Zscore - how to deal with outliers/clipping for ML download

jlittleton · December 18, 2023, 3:17am

I am looking at moving from only ranking system optimization to ML again and I would like to be able to preserve the relationship between factor values for my ML models. However, ranks are evenly distribute and I have found that when I downloaded zscores the data always has a fair amount of points at my maximum value which I set to 10 std.

Any suggestions on how I can deal with this? Do I need to write a formula to normalize the data before downloading as a zscore? Or is there some way I can make sure the min and max zscore will all within the limits of +/-10 before I download? I know zscore has an outlier trim function, but I would prefer not to trim at download if I don’t need to.

@marco I assume the ML release will help resolve this, any news?

Example of why I am worried about this (yes I set the NA values to -10 so it is moving the mean off of 0 like it should be):
zscore(“EBITA”, #All, 0, -10, 10):

min: -10.0, max: 10.0, mean: -0.09033976569407604

image1232×766 88.2 KB

zscore(“EV”, #All, 0, -10, 10): something seems wrong with this one. Most all of the data was at -0.15…

min: -10.0, max: 10.0, mean: -0.2799435234305924

image1230×781 60.6 KB

zscore(“EBITA/EV”, #All, 0, -10, 10):

min: -10.0, max: 10.0, mean: -0.32657847038019455

FRank(“EBITA/EV”, #All, #ASC):

min: 3.4041, max: 100.0, mean: 50.068644805481874

pitmaster · December 18, 2023, 10:24am

My understanding is that if you do not trim, then the most extreme raw values of factors will impact mean used to calculate zscore. Also -10 as NA may have some impact on the results…
I played with ZScore and I could not fully understand how trimming is applied.
Maybe P123 should provide detailed formula (e.g., python code).

I’m not sure if this will work for you, but you can consider this formula:
1/(1+POW(2.71828,-ZSCORE(“EBITA/EV”, #All, 0, 0, 10)))

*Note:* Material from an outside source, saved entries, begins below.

use std::sync::atomic::{AtomicUsize, Ordering};

use crate::data_structures::node::{Node, MAX_HEIGHT};
use crate::data_structures::skip_list::TruncatedSkipList;
use crate::data_structures::x_fast_trie::XFastTrie;

/// A concurrent ordered set of `u32` keys with O(log log u) expected
/// predecessor queries.
///
/// The truncated skip list is the membership source of truth; nodes whose
/// sampled tower reaches [`MAX_HEIGHT`] are additionally indexed by the
/// x-fast trie, whose prefix table narrows predecessor queries to a
/// top-level neighbourhood before the skip list finishes the search.
///
/// All methods traverse shared nodes and hand out raw pointers: callers
/// that share a `SkipTrie` across threads must hold an epoch guard for the
/// duration of each call and retire the node returned by
/// [`SkipTrie::remove_internal`] through that guard. The
/// `skiptrie-crossbeam` crate provides the safe wrapper.
pub struct SkipTrie {
    list: TruncatedSkipList,
    trie: XFastTrie,
    count: AtomicUsize,
}

impl SkipTrie {
    pub fn new() -> Self {
        SkipTrie {
            list: TruncatedSkipList::new(),
            trie: XFastTrie::new(),
            count: AtomicUsize::new(0),
        }
    }

    /// Insert `key`. Returns the new node, or `None` when the key is
    /// already present.
    ///
    /// Linearizes at the level-0 CAS inside the list insert. Full-height
    /// nodes are promoted into the trie after their tower is complete.
    pub fn insert_internal(&self, key: u32) -> Option<*mut Node> {
        let node = self.list.insert(key)?;
        self.count.fetch_add(1, Ordering::AcqRel);

        unsafe {
            if (*node).height() == MAX_HEIGHT {
                self.trie.insert_node(node);
            }
        }

        Some(node)
    }

    /// Remove `key`. Returns the unlinked node for the caller to retire,
    /// or `None` when the key is absent or another thread won the mark.
    ///
    /// Linearizes at the mark CAS inside the list delete.
    pub fn remove_internal(&self, key: u32) -> Option<*mut Node> {
        let start = self.predecessor_internal(key).unwrap_or_else(|| self.list.head());
        let node = self.list.find(key, start)?;

        if !self.list.delete(node) {
            return None;
        }
        self.count.fetch_sub(1, Ordering::AcqRel);

        unsafe {
            if (*node).height() == MAX_HEIGHT {
                self.trie.remove_node(node, &self.list);
            }
        }

        Some(node)
    }

    /// Whether `key` is a live member.
    ///
    /// Resolves the predecessor, then re-scans forward on level 0 from the
    /// predecessor's current successor, so an insert that published its
    /// level-0 link after the predecessor search is still observed.
    pub fn contains_internal(&self, key: u32) -> bool {
        let start = self.predecessor_internal(key).unwrap_or_else(|| self.list.head());
        self.list.find(key, start).is_some()
    }

    /// The live node with the largest key strictly below `key`, or `None`.
    ///
    /// Trie binary search lands near the key on the top level; the
    /// backward walk finds the top-level strict predecessor; the skip list
    /// descent sharpens it to the exact answer. Every degraded path
    /// (stale trie slot, abandoned prev, hop budget) collapses to a clean
    /// head-to-bottom rescan.
    pub fn predecessor_internal(&self, key: u32) -> Option<*mut Node> {
        let ancestor = self.trie.lowest_ancestor(key, self.list.head());
        let start = self.list.back_walk(ancestor, key);
        let mut pred = self.list.strict_pred_from(key, start);

        unsafe {
            if pred != self.list.head() && (*pred).is_marked() {
                // A bounded-out search handed back a stale bracket
                pred = self.list.strict_pred_from(key, self.list.head());
            }
        }

        if pred == self.list.head() {
            None
        } else {
            Some(pred)
        }
    }

    /// Number of live keys.
    pub fn len(&self) -> usize {
        self.count.load(Ordering::Acquire)
    }

    pub fn is_empty(&self) -> bool {
        self.len() == 0
    }

    /// Number of prefixes currently held by the trie index.
    pub fn prefix_count(&self) -> usize {
        self.trie.len()
    }

    pub(crate) fn list(&self) -> &TruncatedSkipList {
        &self.list
    }

    pub(crate) fn trie(&self) -> &XFastTrie {
        &self.trie
    }
}

impl Default for SkipTrie {
    fn default() -> Self {
        Self::new()
    }
}

// Safety: composed of Send + Sync parts; raw node pointers are only
// dereferenced under the caller's guard
unsafe impl Send for SkipTrie {}
unsafe impl Sync for SkipTrie {}
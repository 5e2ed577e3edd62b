//! Sessions: the engine's front door.
//!
//! A [`Session`] holds the configuration, permission set and variables,
//! and runs the whole pipeline for each statement: temporal rewrite,
//! parse, logical plan, bind, permission check, optimize, physical plan,
//! execute. Results come back as a [`ResultSet`] over the collected
//! morsels.

use std::collections::{BTreeMap, HashSet};
use std::sync::Arc;

use parking_lot::Mutex;
use tracing::debug;

use crate::config::Config;
use crate::errors::{Error, Result};
use crate::executor;
use crate::morsel::Morsel;
use crate::operators::{CancelToken, ExecutionContext};
use crate::optimizer::CostBasedOptimizer;
use crate::permissions::{check_permission, Permission};
use crate::plan::{self, LogicalPlan, LogicalPlanStepType};
use crate::planner::{self, StatementKind};
use crate::statistics::QueryStatistics;
use crate::value::{Value, ValueType};

/// The rows and columns a query produced.
#[derive(Debug, Clone)]
pub struct ResultSet {
    columns: Vec<(String, ValueType)>,
    morsels: Vec<Morsel>,
    statistics: QueryStatistics,
}

impl ResultSet {
    fn from_morsels(morsels: Vec<Morsel>, statistics: QueryStatistics) -> Self {
        let columns = morsels
            .first()
            .map(|m| {
                m.columns()
                    .iter()
                    .map(|c| (c.name.clone(), c.value_type))
                    .collect()
            })
            .unwrap_or_default();
        ResultSet {
            columns,
            morsels,
            statistics,
        }
    }

    /// (rows, columns)
    pub fn shape(&self) -> (usize, usize) {
        (
            self.morsels.iter().map(Morsel::row_count).sum(),
            self.columns.len(),
        )
    }

    pub fn column_names(&self) -> Vec<&str> {
        self.columns.iter().map(|(name, _)| name.as_str()).collect()
    }

    pub fn column_types(&self) -> Vec<ValueType> {
        self.columns.iter().map(|(_, t)| *t).collect()
    }

    /// All rows, materialised in order.
    pub fn rows(&self) -> Vec<Vec<Value>> {
        let mut rows = Vec::new();
        for morsel in &self.morsels {
            for row in 0..morsel.row_count() {
                rows.push(morsel.row(row));
            }
        }
        rows
    }

    pub fn cell(&self, row: usize, column: usize) -> Option<Value> {
        self.rows().get(row).and_then(|r| r.get(column)).cloned()
    }

    pub fn statistics(&self) -> &QueryStatistics {
        &self.statistics
    }
}

/// An engine session.
pub struct Session {
    config: Config,
    permissions: HashSet<Permission>,
    variables: Arc<Mutex<BTreeMap<String, Value>>>,
    query_counter: u64,
}

impl Session {
    pub fn new(config: Config) -> Self {
        Session {
            config,
            permissions: Permission::all(),
            variables: Arc::new(Mutex::new(BTreeMap::new())),
            query_counter: 0,
        }
    }

    pub fn with_permissions(mut self, permissions: HashSet<Permission>) -> Self {
        self.permissions = permissions;
        self
    }

    /// Run a statement end to end.
    pub fn execute(&mut self, sql: &str) -> Result<ResultSet> {
        let started = std::time::Instant::now();
        self.query_counter += 1;
        let query_id = format!(
            "q{}-{}",
            self.query_counter,
            uuid::Uuid::new_v4().simple()
        );
        let statistics = QueryStatistics::for_query(&query_id);

        let (clean_sql, temporal_ranges) = planner::extract_temporal_filters(sql)?;
        let (mut logical_plan, kind) = planner::plan_sql(&clean_sql)?;

        let required = match kind {
            StatementKind::Query => Permission::Query,
            StatementKind::Execute => Permission::Execute,
            StatementKind::Analyze => Permission::Analyze,
        };
        check_permission(required, &self.permissions)?;

        let bind_started = std::time::Instant::now();
        planner::bind(&mut logical_plan, &temporal_ranges)?;
        statistics.add_time("time_planning", bind_started.elapsed().as_nanos() as u64);

        let optimize_started = std::time::Instant::now();
        let optimizer =
            CostBasedOptimizer::new(statistics.clone(), self.config.optimizer.disabled);
        let mut optimized = optimizer.optimize(logical_plan)?;
        statistics.add_time(
            "time_optimizing",
            optimize_started.elapsed().as_nanos() as u64,
        );

        let context = ExecutionContext {
            statistics: statistics.clone(),
            variables: Arc::clone(&self.variables),
            cancel: CancelToken::new(),
            morsel_size: self.config.engine.morsel_size,
        };

        // EXPLAIN renders (and for ANALYZE also runs) the optimized plan
        if let Some(explain_nid) = find_step(&optimized, LogicalPlanStepType::Explain) {
            optimized = self.prepare_explain(optimized, &explain_nid, &context)?;
        }

        debug!(query = %query_id, "executing plan");
        let mut physical_plan =
            planner::create_physical_plan(&optimized, &self.config.engine)?;
        let morsels = executor::execute(
            &mut physical_plan,
            &context,
            self.config.engine.worker_threads,
        )?;

        statistics.add_time("time_total", started.elapsed().as_nanos() as u64);
        Ok(ResultSet::from_morsels(morsels, statistics))
    }

    /// Replace the plan with a single Explain leaf carrying the rendered
    /// tree (and, for ANALYZE, the runtime statistics of a real run).
    fn prepare_explain(
        &self,
        mut plan: LogicalPlan,
        explain_nid: &str,
        context: &ExecutionContext,
    ) -> Result<LogicalPlan> {
        let analyze = plan
            .get(explain_nid)
            .map(|n| n.analyze)
            .unwrap_or(false);

        // render the subtree below the explain node
        let mut subplan = plan.clone();
        subplan.remove_node(explain_nid, true)?;
        let mut lines: Vec<String> = plan::draw(&subplan)
            .into_iter()
            .map(|(depth, label)| format!("{}{label}", "  ".repeat(depth)))
            .collect();

        if analyze {
            let mut physical_plan =
                planner::create_physical_plan(&subplan, &self.config.engine)?;
            executor::execute(
                &mut physical_plan,
                context,
                self.config.engine.worker_threads,
            )?;
            lines.push(String::new());
            for (name, value) in context.statistics.as_map() {
                lines.push(format!("{name}: {value}"));
            }
        }

        let mut explain_plan = LogicalPlan::new();
        let mut node = plan
            .get(explain_nid)
            .cloned()
            .ok_or_else(|| Error::InvalidInternalState("explain node vanished".to_string()))?;
        node.items = lines;
        explain_plan.add_node(explain_nid.to_string(), node);
        Ok(explain_plan)
    }
}

fn find_step(plan: &LogicalPlan, step: LogicalPlanStepType) -> Option<String> {
    plan.nodes()
        .find(|(_, node)| node.step == step)
        .map(|(nid, _)| nid.clone())
}

impl Default for Session {
    fn default() -> Self {
        Session::new(Config::default())
    }
}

This is zscore without trimming transformed by sigmoid function.
This will penalize extreme values both low and high, while still preserving the relationship between factor values.

jlittleton · December 18, 2023, 10:48am

I was thinking of something like this, but apply the zscore last:
ZSCORE(“1/(1+POW(2.71828,-EBITA/EV))”, #All, 0, 0, 10)

This may not solve the problem though as it might still end up with data at over 10 std from the mean... Also I realized it probably drops the NAs, so you loose that information.

I think this could be a good path to resolving the issue if P123 does not come out with other normalization options!

marco · December 18, 2023, 1:44pm

We’re putting the “Factor Download” through the final QA tests, it will be released this week. It’s a pre-cursor to our full AI/ML offering.

It has several normalization algorithms: rank, z-score and min/max, and has user configurable trim %. So relatively simple normalizations that probably will not fix your issue. The goal of this tool is two-fold: to offer a simple way to download ML compatible data , and to gather feedback. We’ll look into adding the sigmoid function as a built-in, thanks.

PS. Min/Max is probably what you need as it preserves the linear relationship between values so you do whatever normalization you need outside of p123. It scales from 0 to 1.0 with many digits of precisions.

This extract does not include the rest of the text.